Boris Johnson is “fighting a losing battle” in his efforts to overcome the Partygate scandal, one of the country’s top pollsters has said.
While the prime minister is seeking to win back support from Tory MPs by making a host of changes within No 10, Sir John Curtice said that public opinion has hardened against him in recent weeks – and would be “very difficult to reverse”.
The political scientist told The Independent that a high proportion of Tory voters “don’t believe what he is saying”, and revealed his own analysis shows that 41 per cent of those who voted for Johnson at the last election believe he should step down.
‘Internecine warfare’
“When two-fifths of the people who voted for him in 2019 think he should go – that’s pretty striking, substantial stuff,” the University of Strathclyde expert said.
Sir John’s intervention comes after former Tory leader Sir Iain Duncan Smith voiced doubts over whether Johnson could regain the trust of the electorate.
“When you lose [trust], it’s a very difficult task to get it back,” he told the BBC. But he urged colleagues not to plunge the party into the “internecine warfare” of a leadership contest in the midst of a cost-of-living crisis.

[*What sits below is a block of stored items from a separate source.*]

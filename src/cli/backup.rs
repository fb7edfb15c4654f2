//! Backup CLI commands
//!
//! Implements `run`, `list` and `cleanup`.

use clap::Args;
use tabled::settings::Style;
use tabled::{Table, Tabled};

use crate::backup::{BackupMetadata, BackupService, OutputMode};
use crate::config::schedule::DatabaseTarget;
use crate::dump::BackupOptions;
use crate::error::{VaultError, VaultResult};

/// Arguments for `dumpvault run`
#[derive(Args, Debug, Clone)]
pub struct RunArgs {
    /// Databases to back up: primary, secondary or both
    #[arg(short, long, value_delimiter = ',', default_value = "both")]
    pub databases: Vec<DatabaseTarget>,

    /// Output format: archive (zip) or combined (sql)
    #[arg(short, long, default_value = "archive")]
    pub mode: OutputMode,

    /// Write table definitions only
    #[arg(long)]
    pub schema_only: bool,

    /// Skip row data (same as --schema-only)
    #[arg(long)]
    pub no_data: bool,

    /// Only back up tables matching these patterns (substring or regex on schema.table)
    #[arg(long, value_delimiter = ',')]
    pub include: Vec<String>,

    /// Skip tables matching these patterns
    #[arg(long, value_delimiter = ',')]
    pub exclude: Vec<String>,

    /// Print the result as JSON
    #[arg(long)]
    pub json: bool,
}

impl RunArgs {
    pub fn options(&self) -> BackupOptions {
        let patterns = |p: &Vec<String>| (!p.is_empty()).then(|| p.clone());
        BackupOptions {
            include_data: !self.no_data,
            schema_only: self.schema_only,
            tables_to_include: patterns(&self.include),
            tables_to_exclude: patterns(&self.exclude),
        }
    }
}

/// Handle `dumpvault run`
pub async fn handle_run(service: &BackupService, args: RunArgs) -> VaultResult<()> {
    if !args.json {
        println!("Starting backup...");
    }

    let result = service
        .run_backup(&args.databases, &args.options(), args.mode)
        .await;

    if args.json {
        println!("{}", serde_json::to_string_pretty(&result)?);
    } else if result.success {
        println!(
            "Backup created: {}",
            result.file_name.as_deref().unwrap_or_default()
        );
        if let Some(path) = &result.file_path {
            println!("Location: {}", path.display());
        }
        println!("Size: {}", format_size(result.size_bytes));
        println!(
            "Tables: {}",
            result.tables_backed_up.unwrap_or_default()
        );
        println!(
            "Duration: {}",
            format_duration(chrono::Duration::milliseconds(result.duration_ms as i64))
        );
    }

    if result.success {
        Ok(())
    } else {
        Err(VaultError::run_failed(
            result.failed_stage,
            result.error.unwrap_or_default(),
        ))
    }
}

#[derive(Tabled)]
struct BackupRow {
    #[tabled(rename = "#")]
    index: usize,
    #[tabled(rename = "File")]
    filename: String,
    #[tabled(rename = "Type")]
    class: String,
    #[tabled(rename = "Databases")]
    databases: String,
    #[tabled(rename = "Created")]
    created: String,
    #[tabled(rename = "Age")]
    age: String,
    #[tabled(rename = "Size")]
    size: String,
}

impl BackupRow {
    fn new(index: usize, entry: &BackupMetadata, now: chrono::DateTime<chrono::Utc>) -> Self {
        Self {
            index,
            filename: entry.filename.clone(),
            class: entry.class.to_string(),
            databases: entry.databases.join(", "),
            created: entry.created.format("%Y-%m-%d %H:%M UTC").to_string(),
            age: format_duration(now.signed_duration_since(entry.created)),
            size: format_size(entry.size),
        }
    }
}

/// Handle `dumpvault list`
pub fn handle_list(service: &BackupService, json: bool) -> VaultResult<()> {
    let backups = service.list_backups()?;

    if json {
        println!("{}", serde_json::to_string_pretty(&backups)?);
        return Ok(());
    }

    if backups.is_empty() {
        println!("No backups found.");
        println!("Create one with: dumpvault run");
        return Ok(());
    }

    let now = service.now();
    let rows: Vec<BackupRow> = backups
        .iter()
        .enumerate()
        .map(|(i, entry)| BackupRow::new(i + 1, entry, now))
        .collect();

    println!("{}", Table::new(rows).with(Style::rounded()));
    println!();
    let total: u64 = backups.iter().map(|b| b.size).sum();
    println!("Total: {} backup(s), {}", backups.len(), format_size(total));
    Ok(())
}

/// Handle `dumpvault cleanup`
pub async fn handle_cleanup(service: &BackupService, dry_run: bool) -> VaultResult<()> {
    let config = service.schedule_config();
    println!(
        "Retention policy: {} weekly, {} monthly",
        config.retention.keep_weekly, config.retention.keep_monthly
    );

    if dry_run {
        let entries = service.list_backups()?;
        let plan = crate::backup::RetentionPolicyEngine::new(config.retention).plan(&entries);
        if plan.delete.is_empty() {
            println!("No backups to delete.");
        } else {
            println!("Would delete {} backup(s):", plan.delete.len());
            for entry in &plan.delete {
                println!("  {} [{}]", entry.filename, entry.class);
            }
        }
        return Ok(());
    }

    let report = service.cleanup_now().await?;
    if report.deleted.is_empty() && report.failed.is_empty() {
        println!("No backups to delete.");
    } else {
        for entry in &report.deleted {
            println!("  Deleted {} [{}]", entry.filename, entry.class);
        }
        for failure in &report.failed {
            println!("  Could not delete {}: {}", failure.filename, failure.error);
        }
        println!("Deleted {} backup(s).", report.deleted.len());
    }
    println!("Kept {} backup(s).", report.kept);
    Ok(())
}

/// Format a duration in human-readable form
pub(crate) fn format_duration(duration: chrono::Duration) -> String {
    let total_seconds = duration.num_seconds();

    if total_seconds < 60 {
        return format!("{}s", total_seconds.max(0));
    }

    let minutes = total_seconds / 60;
    if minutes < 60 {
        return format!("{}m", minutes);
    }

    let hours = minutes / 60;
    if hours < 24 {
        return format!("{}h", hours);
    }

    let days = hours / 24;
    if days < 30 {
        return format!("{}d", days);
    }

    let months = days / 30;
    format!("{}mo", months)
}

/// Format a file size in human-readable form
pub(crate) fn format_size(bytes: u64) -> String {
    const KB: u64 = 1024;
    const MB: u64 = KB * 1024;
    const GB: u64 = MB * 1024;

    if bytes >= GB {
        format!("{:.1} GB", bytes as f64 / GB as f64)
    } else if bytes >= MB {
        format!("{:.1} MB", bytes as f64 / MB as f64)
    } else if bytes >= KB {
        format!("{:.1} KB", bytes as f64 / KB as f64)
    } else {
        format!("{} B", bytes)
    }
}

Speaking to The Independent, Sir John pointed to the latest Opinium poll, which revealed that 75 per cent of 2019 Conservative voters think Johnson broke his own Covid rules – and 61 per cent don’t believe he is telling the truth about alleged lockdown-busting Downing Street parties.
‘Leaders rarely recover’
“A high proportion of Tory voters believe he broke the rules and they don’t believe what he is saying – this is a real problem for him,” he said. “The question becomes, what will they believe him on in future?
“Political parties can recover from electoral trouble. But leaders rarely recover, once a leader becomes very unpopular. It’s very difficult to reverse.
“So far, Boris Johnson is fighting a losing battle in persuading people that he did not break the rules… The art of rhetoric, at which he is brilliant, may not be sufficient to enable him to restore his reputation.”
He added: “We know from the Barnard Castle episode that people regard rule-breakers during a public health crisis with a great deal of moral disapprobation. The phrase ‘work event’ has entered the lexicon in the same way Barnard Castle did,” the polling expert said.